[WORK TO COMPLETE]: The reply to the records below should contain exactly the lines from the line with "pub use classify::is_supported;" through the line with "pub use synth::SyntheticFunction;", and nothing besides.

[DATA FOR THIS EXERCISE]:
● ● ● ● ●

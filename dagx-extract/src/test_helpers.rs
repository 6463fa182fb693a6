//! Small functions shared by the unit tests

use dagx_ir::{Function, IrBinaryOp, IrBuilder, IrComparePredicate, IrType, Value};

/// L0: br L1
/// L1: %2 = add %0, %1 ; %3 = mul %2, %2 ; %4 = sub %3, 1 ; ret void
pub fn scenario_function() -> Function {
    let mut b = IrBuilder::new();
    b.create_function("scenario", IrType::Void);
    let x = b.add_parameter(IrType::I32).unwrap();
    let y = b.add_parameter(IrType::I32).unwrap();
    let entry = b.create_block().unwrap();
    let body = b.create_block().unwrap();
    b.switch_to_block(entry).unwrap();
    b.build_branch(body).unwrap();
    b.switch_to_block(body).unwrap();
    let a = b.build_binary(IrBinaryOp::Add, x, y, IrType::I32).unwrap();
    let m = b.build_binary(IrBinaryOp::Mul, a.clone(), a, IrType::I32).unwrap();
    b.build_binary(IrBinaryOp::Sub, m, Value::Constant(1), IrType::I32).unwrap();
    b.build_return(None).unwrap();
    b.finish_function().unwrap()
}

/// L0: %0 = call i32 @rand()
pub fn call_only_function() -> Function {
    let mut b = IrBuilder::new();
    b.create_function("calls", IrType::Void);
    b.create_block().unwrap();
    b.build_call("rand", vec![], IrType::I32).unwrap();
    b.finish_function().unwrap()
}

/// L0: %2 = add %0, %1 ; br L1
/// L1: %3 = mul %2, %0 ; store %3, @g ; ret void
pub fn cross_block_function() -> Function {
    let mut b = IrBuilder::new();
    b.create_function("cross", IrType::Void);
    let x = b.add_parameter(IrType::I32).unwrap();
    let y = b.add_parameter(IrType::I32).unwrap();
    let entry = b.create_block().unwrap();
    let exit = b.create_block().unwrap();
    b.switch_to_block(entry).unwrap();
    let sum = b.build_binary(IrBinaryOp::Add, x.clone(), y, IrType::I32).unwrap();
    b.build_branch(exit).unwrap();
    b.switch_to_block(exit).unwrap();
    let product = b.build_binary(IrBinaryOp::Mul, sum, x, IrType::I32).unwrap();
    b.build_store(product, Value::Global("g".to_string()), IrType::I32).unwrap();
    b.build_return(None).unwrap();
    b.finish_function().unwrap()
}

/// L0: %1 = alloca i32 ; br L1
/// L1: %2 = phi [0, L0], [%3, L1] ; %3 = add %2, 1 ; %4 = icmp slt %3, %0
///     br %4, L1, L2
/// L2: store %3, %1 ; ret void
pub fn loop_function() -> Function {
    let mut b = IrBuilder::new();
    b.create_function("counter", IrType::Void);
    let n = b.add_parameter(IrType::I32).unwrap();
    let entry = b.create_block().unwrap();
    let body = b.create_block().unwrap();
    let exit = b.create_block().unwrap();

    b.switch_to_block(entry).unwrap();
    let slot = b.build_alloca(IrType::I32).unwrap();
    b.build_branch(body).unwrap();

    b.switch_to_block(body).unwrap();
    let next = Value::Temp(3);
    let counter = b
        .build_phi(vec![(Value::Constant(0), entry), (next, body)], IrType::I32)
        .unwrap();
    let next = b.build_binary(IrBinaryOp::Add, counter, Value::Constant(1), IrType::I32).unwrap();
    let done = b.build_compare(IrComparePredicate::Slt, next.clone(), n, IrType::I32).unwrap();
    b.build_branch_cond(done, body, exit).unwrap();

    b.switch_to_block(exit).unwrap();
    b.build_store(next, slot, IrType::I32).unwrap();
    b.build_return(None).unwrap();
    b.finish_function().unwrap()
}

/// L0: %2 = load %0 ; %3 = add %2, %1 ; %4 = shl %3, 1 ; %5 = xor %3, %2
///     %6 = icmp slt %4, %5 ; ret void
pub fn diamond_function() -> Function {
    let mut b = IrBuilder::new();
    b.create_function("diamond", IrType::Void);
    let ptr = b.add_parameter(IrType::Ptr).unwrap();
    let n = b.add_parameter(IrType::I32).unwrap();
    b.create_block().unwrap();
    let loaded = b.build_load(ptr, IrType::I32).unwrap();
    let sum = b.build_binary(IrBinaryOp::Add, loaded.clone(), n, IrType::I32).unwrap();
    let shifted = b.build_binary(IrBinaryOp::Shl, sum.clone(), Value::Constant(1), IrType::I32).unwrap();
    let mixed = b.build_binary(IrBinaryOp::Xor, sum, loaded, IrType::I32).unwrap();
    b.build_compare(IrComparePredicate::Slt, shifted, mixed, IrType::I32).unwrap();
    b.build_return(None).unwrap();
    b.finish_function().unwrap()
}
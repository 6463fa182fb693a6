//! Supported-operation classifier
//!
//! Only pure, effect-free operator classes may be absorbed into a DAG.
//! Everything else is a boundary value.

use dagx_ir::Instruction;

/// Whether `instr` belongs to the operator set a DAG may contain:
/// binary arithmetic/logic, unary arithmetic, select, casts and compares.
pub fn is_supported(instr: &Instruction) -> bool {
    matches!(
        instr,
        Instruction::Binary { .. }
            | Instruction::Unary { .. }
            | Instruction::Select { .. }
            | Instruction::Cast { .. }
            | Instruction::Compare { .. }
    )
}
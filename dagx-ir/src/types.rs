//! IR Type System
//!
//! First-class types carried by values. Pointers are opaque.

use serde::{Deserialize, Serialize};
use std::fmt;

/// IR Type system
#[derive(Debug, Clone, Copy, PartialEq, Eq, Hash, Serialize, Deserialize)]
pub enum IrType {
    /// Void type
    Void,

    /// Integer types with bit width
    I1,
    I8,
    I16,
    I32,
    I64,

    /// Floating point types
    F32,
    F64,

    /// Opaque pointer
    Ptr,
}

impl IrType {
    pub fn is_void(&self) -> bool {
        matches!(self, IrType::Void)
    }
}

impl fmt::Display for IrType {
    fn fmt(&self, f: &mut fmt::Formatter<'_>) -> fmt::Result {
        let name = match self {
            IrType::Void => "void",
            IrType::I1 => "i1",
            IrType::I8 => "i8",
            IrType::I16 => "i16",
            IrType::I32 => "i32",
            IrType::I64 => "i64",
            IrType::F32 => "float",
            IrType::F64 => "double",
            IrType::Ptr => "ptr",
        };
        write!(f, "{name}")
    }
}
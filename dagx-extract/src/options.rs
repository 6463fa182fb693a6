//! Extraction configuration
//!
//! Both settings are resolved by the caller (the driver maps them from
//! `--dump-dags-to` and `--include-live-ins`) before any function is processed.

use std::path::PathBuf;

#[derive(Debug, Clone, PartialEq, Eq)]
pub struct ExtractOptions {
    /// Corpus file records are appended to. `None` disables output.
    pub output_path: Option<PathBuf>,
    /// When false, instructions defined in other blocks are always live-ins
    pub include_live_ins: bool,
}

impl Default for ExtractOptions {
    fn default() -> Self {
        Self {
            output_path: None,
            include_live_ins: true,
        }
    }
}

impl ExtractOptions {
    /// Options from raw flag values. An empty path disables output.
    pub fn from_flags(output_path: &str, include_live_ins: bool) -> Self {
        let output_path = if output_path.is_empty() {
            None
        } else {
            Some(PathBuf::from(output_path))
        };
        Self {
            output_path,
            include_live_ins,
        }
    }

    pub fn with_output_path(mut self, path: impl Into<PathBuf>) -> Self {
        let path = path.into();
        self.output_path = (!path.as_os_str().is_empty()).then_some(path);
        self
    }
}
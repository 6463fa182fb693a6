//! DAG extractor - Extraction Core
//!
//! Extracts, from every basic block of a function, the acyclic dependency
//! graph formed by pure arithmetic/logic instructions, and records each one
//! as a small self-contained function in a shared, line-oriented corpus.
//!
//! The pipeline for one function is:
//! - `traversal` - classify values as internal or live-in, in dependency order
//! - `synth` - build a closed wrapper function from the extracted unit
//! - `preserve` - keep otherwise unused results observable
//! - `record` - render and escape the wrapper as one corpus line
//! - `sink` - append the function's records under an exclusive file lock

pub mod classify;
pub mod extractor;
pub mod options;
pub mod preserve;
pub mod record;
pub mod sink;
pub mod synth;
pub mod traversal;

pub use classify::is_supported;
pub use extractor::{extract_function, DagExtractor, ExtractStats, ExtractSummary};
pub use options::ExtractOptions;
pub use record::{read_records, Record};
pub use sink::{AppendSink, SinkOutcome};
pub use synth::SyntheticFunction;
pub use traversal::{extract_block, ExtractedUnit, LiveIn};

#[cfg(test)]
mod test_helpers;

● ● ● ● ●

[WRITTEN RESPONSE]:
pub use classify::is_supported;
pub use extractor::{extract_function, DagExtractor, ExtractStats, ExtractSummary};
pub use options::ExtractOptions;
pub use record::{read_records, Record};
pub use sink::{AppendSink, SinkOutcome};
pub use synth::SyntheticFunction;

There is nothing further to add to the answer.